Looking back on it with the benefit of eighty years of hindsight, Ken jokes that if he’d known then what the world was going to turn into, he might have wondered whether it was all worth it.

“The world is a mess!” he said. “I feel sorry for the younger generation today.”

But joking aside, remembering what happened all those years ago is vital, he says.

He has done more than most to ensure it is not forgotten.

‘Bomb happy’, a play by Helena Fox based on the experiences of Ken and four other York Normandy veterans, played to rave reviews at the Edinburgh Fringe a few years ago.

And Ken himself regularly gives talks to school groups and Army cadets.

“It tell them ‘It’s up to you now to make sure that what happened to us never happens again’,” he said.

'The chap next to me got shot in the leg'

KEN Cooke’s initial Normandy ‘adventure’ lasted just short of a month.

On July 4, 1944, just four weeks after the landings, the young Green Howards private and his unit were on patrol.

They’d been pushing deeper into Normandy, and had taken a short break at the side of the road.

Ken remembers a loud bang – then found himself lying face down on the ground.

He’d been hit by shrapnel from a mortar shell.

What followed was hazy. He was picked up and carried back to a first aid station by two mates. He remembers waking in a tent in an Army field hospital in Bayeux to find a nurse jabbing a needle into his buttocks.


READ MORE: 'I was right scared': York Normandy veteran Joseph recalls 'noise and fear' of D-Day


Another time, he woke to see what looked like two German soldiers passing the opening in the tent flaps.

“I said ‘where’s my rifle, where’s my rifle?’” he said – until he was reassured that the two Germans were prisoners of war.

Eventually, he was put on a ship back to Britain, to undergo surgery and rehabilitation.

A doctor told him that he’d been hit by shrapnel in his back and legs. “The doctor said if it had been just an inch the other way I would have lost my arm,” he said.

York Press: D-Day veteran Ken CookeD-Day veteran Ken Cooke (Image: Newsquest)

After a period of rehab in Scotland and two weeks leave, he was shipped back to the front line.

His original battalion had been broken up and dispersed to other units, so he found himself serving with the Ireland Light Infantry.
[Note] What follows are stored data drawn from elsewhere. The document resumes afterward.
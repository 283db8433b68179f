mod file_config;

pub use file_config::{FileConfig, HandlersConfig, StepsConfig};

use anyhow::{bail, Result};
use std::path::PathBuf;

use crate::payload::PayloadAssembler;
use crate::workflow::{WorkflowSettings, GROUP_SETUP_WORKFLOW};

/// CLI arguments that can be used for config resolution.
/// This struct mirrors the CLI arguments that can be overridden by TOML config.
#[derive(Debug, Clone, Default)]
pub struct CliConfig {
    pub definition_name: Option<String>,
    pub definition_path: Option<PathBuf>,
    pub disable_audit: bool,
    pub disable_notifications: bool,
}

#[derive(Debug, Clone)]
pub struct AppConfig {
    pub definition_name: String,
    /// JSON definition to load instead of the built-in one
    pub definition_path: Option<PathBuf>,
    pub steps: StepSettings,
    pub audit_enabled: bool,
    pub notifications_enabled: bool,
}

#[derive(Debug, Clone, PartialEq, Eq)]
pub struct StepSettings {
    pub authorization: String,
    pub renewal: String,
    pub billing: String,
}

impl Default for StepSettings {
    fn default() -> Self {
        Self {
            authorization: "authorization".to_string(),
            renewal: "renewal_period".to_string(),
            billing: "billing_setup".to_string(),
        }
    }
}

impl AppConfig {
    /// Resolve configuration from CLI arguments and optional TOML file config.
    /// TOML values override CLI values where present.
    pub fn resolve(cli: &CliConfig, file_config: Option<FileConfig>) -> Result<Self> {
        let file = file_config.unwrap_or_default();

        let definition_name = file
            .definition_name
            .or_else(|| cli.definition_name.clone())
            .unwrap_or_else(|| GROUP_SETUP_WORKFLOW.to_string());
        if definition_name.trim().is_empty() {
            bail!("definition_name must not be empty");
        }

        let definition_path = file
            .definition_path
            .map(PathBuf::from)
            .or_else(|| cli.definition_path.clone());
        if let Some(path) = &definition_path {
            if !path.is_file() {
                bail!("Workflow definition file does not exist: {:?}", path);
            }
        }

        let steps_file = file.steps.unwrap_or_default();
        let defaults = StepSettings::default();
        let steps = StepSettings {
            authorization: steps_file.authorization.unwrap_or(defaults.authorization),
            renewal: steps_file.renewal.unwrap_or(defaults.renewal),
            billing: steps_file.billing.unwrap_or(defaults.billing),
        };

        let handlers = file.handlers.unwrap_or_default();
        let audit_enabled = handlers.audit_enabled.unwrap_or(!cli.disable_audit);
        let notifications_enabled = handlers
            .notifications_enabled
            .unwrap_or(!cli.disable_notifications);

        Ok(Self {
            definition_name,
            definition_path,
            steps,
            audit_enabled,
            notifications_enabled,
        })
    }

    pub fn workflow_settings(&self) -> WorkflowSettings {
        WorkflowSettings {
            definition_name: self.definition_name.clone(),
            authorization_step_id: self.steps.authorization.clone(),
        }
    }

    pub fn payload_assembler(&self) -> PayloadAssembler {
        PayloadAssembler::new(
            self.steps.renewal.clone(),
            self.steps.billing.clone(),
            self.steps.authorization.clone(),
        )
    }
}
They joined the Canadians in a push across the River Rhine.

On the far side, they found parachutes hanging in trees – they’d been left behind by paratroopers who had jumped in ahead of them. They rescued some of the canvas to wrap around themselves as they slept.
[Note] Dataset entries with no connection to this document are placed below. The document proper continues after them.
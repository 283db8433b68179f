use serde::{Deserialize, Serialize};

/// Role a party plays on a case.
#[derive(Debug, Clone, Copy, PartialEq, Eq, Hash, Serialize, Deserialize)]
#[serde(rename_all = "SCREAMING_SNAKE_CASE")]
pub enum Role {
    Employer,
    Broker,
    #[serde(rename = "GA", alias = "GENERAL_AGENT")]
    GeneralAgent,
    #[serde(rename = "TPA", alias = "THIRD_PARTY_ADMIN")]
    ThirdPartyAdmin,
    BrokerTpaGaAdmin,
}

impl Role {
    pub fn as_str(self) -> &'static str {
        match self {
            Role::Employer => "EMPLOYER",
            Role::Broker => "BROKER",
            Role::GeneralAgent => "GA",
            Role::ThirdPartyAdmin => "TPA",
            Role::BrokerTpaGaAdmin => "BROKER_TPA_GA_ADMIN",
        }
    }

    pub fn from_str(s: &str) -> Option<Self> {
        match s {
            "EMPLOYER" => Some(Role::Employer),
            "BROKER" => Some(Role::Broker),
            "GA" | "GENERAL_AGENT" => Some(Role::GeneralAgent),
            "TPA" | "THIRD_PARTY_ADMIN" => Some(Role::ThirdPartyAdmin),
            "BROKER_TPA_GA_ADMIN" => Some(Role::BrokerTpaGaAdmin),
            _ => None,
        }
    }
}

/// Outward-facing status of a case, as shown to everyone working on it.
#[derive(Debug, Clone, Copy, PartialEq, Eq, Serialize, Deserialize)]
#[serde(rename_all = "SCREAMING_SNAKE_CASE")]
pub enum CaseStatus {
    ApplicationNotStarted,
    ApplicationInProgress,
    Submitted,
    Active,
    Inactive,
}

impl CaseStatus {
    pub fn as_str(&self) -> &'static str {
        match self {
            CaseStatus::ApplicationNotStarted => "APPLICATION_NOT_STARTED",
            CaseStatus::ApplicationInProgress => "APPLICATION_IN_PROGRESS",
            CaseStatus::Submitted => "SUBMITTED",
            CaseStatus::Active => "ACTIVE",
            CaseStatus::Inactive => "INACTIVE",
        }
    }
}

/// A client case being onboarded.
#[derive(Debug, Clone, PartialEq, Serialize, Deserialize)]
pub struct Case {
    pub id: String,
    pub name: String,
    pub status: CaseStatus,
}

impl Case {
    pub fn new(id: impl Into<String>, name: impl Into<String>) -> Self {
        Self {
            id: id.into(),
            name: name.into(),
            status: CaseStatus::ApplicationNotStarted,
        }
    }
}

/// A person granted access to a case in a given role.
#[derive(Debug, Clone, PartialEq, Eq, Serialize, Deserialize)]
pub struct CaseAccess {
    pub case_id: String,
    pub role: Role,
    pub first_name: String,
    pub last_name: String,
    pub email: String,
}

/// A registered user, independent of any case.
#[derive(Debug, Clone, PartialEq, Eq, Serialize, Deserialize)]
pub struct UserContact {
    pub id: String,
    pub role: Role,
    pub first_name: String,
    pub last_name: String,
    pub email: String,
}

/// Who should be contacted, resolved from either an access grant or a user.
#[derive(Debug, Clone, PartialEq, Eq, Serialize, Deserialize)]
pub struct Contact {
    pub email: String,
    pub name: String,
}

impl From<CaseAccess> for Contact {
    fn from(access: CaseAccess) -> Self {
        Contact {
            name: format!("{} {}", access.first_name, access.last_name),
            email: access.email,
        }
    }
}

impl From<UserContact> for Contact {
    fn from(user: UserContact) -> Self {
        Contact {
            name: format!("{} {}", user.first_name, user.last_name),
            email: user.email,
        }
    }
}

#[cfg(test)]
mod tests {
    use super::*;

    #[test]
    fn role_uses_short_names_on_the_wire() {
        let roles: Vec<Role> = serde_json::from_str(r#"["GA", "TPA", "EMPLOYER"]"#).unwrap();
        assert_eq!(
            roles,
            vec![Role::GeneralAgent, Role::ThirdPartyAdmin, Role::Employer]
        );
        assert_eq!(
            serde_json::to_value(&roles).unwrap(),
            serde_json::json!(["GA", "TPA", "EMPLOYER"])
        );
        assert_eq!(
            serde_json::to_value(Role::BrokerTpaGaAdmin).unwrap(),
            "BROKER_TPA_GA_ADMIN"
        );
        for role in roles {
            assert_eq!(serde_json::to_value(role).unwrap(), role.as_str());
        }
    }

    #[test]
    fn role_still_reads_long_names() {
        let roles: Vec<Role> =
            serde_json::from_str(r#"["GENERAL_AGENT", "THIRD_PARTY_ADMIN"]"#).unwrap();
        assert_eq!(roles, vec![Role::GeneralAgent, Role::ThirdPartyAdmin]);
        assert_eq!(Role::from_str("TPA"), Some(Role::ThirdPartyAdmin));
        assert_eq!(Role::from_str("GENERAL_AGENT"), Some(Role::GeneralAgent));
        assert_eq!(Role::from_str("nobody"), None);
    }

    #[test]
    fn contact_from_access_joins_names() {
        let contact: Contact = CaseAccess {
            case_id: "c".to_string(),
            role: Role::Employer,
            first_name: "Jane".to_string(),
            last_name: "Smith".to_string(),
            email: "jane@example.com".to_string(),
        }
        .into();
        assert_eq!(contact.name, "Jane Smith");
        assert_eq!(contact.email, "jane@example.com");
    }
}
A little further on, and some distance off, they saw the wreckage of a Dakota aircraft on fire. Near it lay the bodies of two paratroopers. To this day, Ken doesn’t know whether they were alive or not.

York Press: A Dakota from 233 Squadron returning from Normandy in June 1944A Dakota from 233 Squadron returning from Normandy in June 1944 (Image: Library)
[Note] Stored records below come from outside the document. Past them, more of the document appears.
//! Workflow instance storage.
//!
//! The engine only depends on the [`WorkflowStore`] trait. The in-memory
//! implementation backs tests and local runs.

use std::collections::HashMap;
use std::sync::Mutex;

use anyhow::{bail, Context, Result};

use super::models::{StepInstance, WorkflowInstance};

/// Trait for workflow instance storage operations.
pub trait WorkflowStore: Send + Sync {
    /// Create an instance together with all of its step instances as a single
    /// unit. Fails if the case already has an instance.
    fn create_instance(&self, instance: &WorkflowInstance) -> Result<()>;

    /// Get the instance of a case, with all step instances loaded.
    fn get_instance_by_case(&self, case_id: &str) -> Result<Option<WorkflowInstance>>;

    /// Write the instance-level fields and the given step instances as a
    /// single unit. Steps not listed are left untouched. Nothing is written
    /// unless the instance and every listed step exist.
    fn save(&self, instance: &WorkflowInstance, steps: &[StepInstance]) -> Result<()>;
}

/// In-memory workflow store keyed by case id.
#[derive(Default)]
pub struct InMemoryWorkflowStore {
    instances: Mutex<HashMap<String, WorkflowInstance>>,
}

impl InMemoryWorkflowStore {
    pub fn new() -> Self {
        Self::default()
    }

    fn lock(&self) -> Result<std::sync::MutexGuard<'_, HashMap<String, WorkflowInstance>>> {
        self.instances
            .lock()
            .map_err(|_| anyhow::anyhow!("Workflow store lock poisoned"))
    }
}

impl WorkflowStore for InMemoryWorkflowStore {
    fn create_instance(&self, instance: &WorkflowInstance) -> Result<()> {
        let mut instances = self.lock()?;
        if instances.contains_key(&instance.case_id) {
            bail!("Case {} already has a workflow instance", instance.case_id);
        }
        instances.insert(instance.case_id.clone(), instance.clone());
        Ok(())
    }

    fn get_instance_by_case(&self, case_id: &str) -> Result<Option<WorkflowInstance>> {
        Ok(self.lock()?.get(case_id).cloned())
    }

    fn save(&self, instance: &WorkflowInstance, steps: &[StepInstance]) -> Result<()> {
        let mut instances = self.lock()?;
        let stored = instances
            .get_mut(&instance.case_id)
            .filter(|stored| stored.id == instance.id)
            .with_context(|| format!("Workflow instance {} not found", instance.id))?;

        let mut positions = Vec::with_capacity(steps.len());
        for step in steps {
            let position = stored
                .steps
                .iter()
                .position(|s| s.id == step.id && step.workflow_instance_id == stored.id)
                .with_context(|| format!("Step instance {} not found", step.id))?;
            positions.push(position);
        }

        stored.status = instance.status;
        stored.current_step_id = instance.current_step_id.clone();
        stored.is_offline = instance.is_offline;
        stored.started_at = instance.started_at;
        stored.completed_at = instance.completed_at;
        for (position, step) in positions.into_iter().zip(steps) {
            stored.steps[position] = step.clone();
        }
        Ok(())
    }
}

#[cfg(test)]
mod tests {
    use super::*;
    use crate::workflow::models::{StepStatus, WorkflowStatus};

    fn instance_with_steps(case_id: &str) -> WorkflowInstance {
        let mut instance = WorkflowInstance::new(case_id, "wf", 1);
        instance.steps = vec![
            StepInstance::new(&instance.id, "a", 1, None),
            StepInstance::new(&instance.id, "b", 2, None),
        ];
        instance
    }

    #[test]
    fn create_and_fetch_with_steps() {
        let store = InMemoryWorkflowStore::new();
        let instance = instance_with_steps("case-1");
        store.create_instance(&instance).unwrap();

        let fetched = store.get_instance_by_case("case-1").unwrap().unwrap();
        assert_eq!(fetched, instance);
        assert!(store.get_instance_by_case("case-2").unwrap().is_none());
    }

    #[test]
    fn second_instance_for_case_is_rejected() {
        let store = InMemoryWorkflowStore::new();
        store.create_instance(&instance_with_steps("case-1")).unwrap();
        assert!(store.create_instance(&instance_with_steps("case-1")).is_err());
        assert_eq!(
            store
                .get_instance_by_case("case-1")
                .unwrap()
                .unwrap()
                .steps
                .len(),
            2
        );
    }

    #[test]
    fn save_without_steps_leaves_steps_alone() {
        let store = InMemoryWorkflowStore::new();
        let mut instance = instance_with_steps("case-1");
        store.create_instance(&instance).unwrap();

        instance.status = WorkflowStatus::InProgress;
        instance.current_step_id = Some("b".to_string());
        instance.steps.clear();
        store.save(&instance, &[]).unwrap();

        let fetched = store.get_instance_by_case("case-1").unwrap().unwrap();
        assert_eq!(fetched.status, WorkflowStatus::InProgress);
        assert_eq!(fetched.current_step_id.as_deref(), Some("b"));
        assert_eq!(fetched.steps.len(), 2);
    }

    #[test]
    fn save_writes_step_and_cursor_together() {
        let store = InMemoryWorkflowStore::new();
        let mut instance = instance_with_steps("case-1");
        store.create_instance(&instance).unwrap();

        let mut step = instance.steps[1].clone();
        step.status = StepStatus::Skipped;
        instance.current_step_id = Some("a".to_string());
        store.save(&instance, &[step]).unwrap();

        let fetched = store.get_instance_by_case("case-1").unwrap().unwrap();
        assert_eq!(fetched.step("b").unwrap().status, StepStatus::Skipped);
        assert_eq!(fetched.step("a").unwrap().status, StepStatus::Pending);
        assert_eq!(fetched.current_step_id.as_deref(), Some("a"));
    }

    #[test]
    fn save_with_unknown_step_writes_nothing() {
        let store = InMemoryWorkflowStore::new();
        let mut instance = instance_with_steps("case-1");
        store.create_instance(&instance).unwrap();

        let mut known = instance.steps[0].clone();
        known.status = StepStatus::Completed;
        let stray = StepInstance::new("other-instance", "a", 1, None);
        instance.status = WorkflowStatus::Completed;
        assert!(store.save(&instance, &[known, stray]).is_err());

        let fetched = store.get_instance_by_case("case-1").unwrap().unwrap();
        assert_eq!(fetched.status, WorkflowStatus::NotStarted);
        assert_eq!(fetched.step("a").unwrap().status, StepStatus::Pending);
    }

    #[test]
    fn save_unknown_instance_fails() {
        let store = InMemoryWorkflowStore::new();
        store.create_instance(&instance_with_steps("case-1")).unwrap();
        let other = instance_with_steps("case-1");
        assert!(store.save(&other, &[]).is_err());
    }
}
Another time, he remembers ambushing two German soldiers. Ken and his mates hid at the side of the road, and as the two enemy soldiers approached they jumped out and told them to put their hands up.

One complied - the other made a run for it.

“Four or five of us shot at him – and not one of us hit him,” Ken said.

The next day, they came under fire from a German panzer. “The chap next to me got shot in the leg,” Ken said.

He helped his colleague back to a first aid station. An officer asked Ken what had happened. Ken told him – and something in his manner must have alerted the officer to the fact that not all was well with the teenage private.

The next thing he knew, he was on a Bren-gun carrier being carried away from the front, suffering from what today we would call PTSD.

A doctor at a hospital in the south of England who examined Ken took one look at the old shrapnel wounds on his arm and back, and said: “You should never have gone back’.

Ken’s war service was over.

He went on to work for Rowntree’s for the best part of 50 years; married Joan; and had a son and two grandchildren.

But he’s never forgotten.

He’s in Normandy today for the 80th anniversary of the landings. And he’s not ruling out another return to the Normandy beaches in future.

“If I keep taking my tablets, I’ll go for the 90th anniversary!” he said.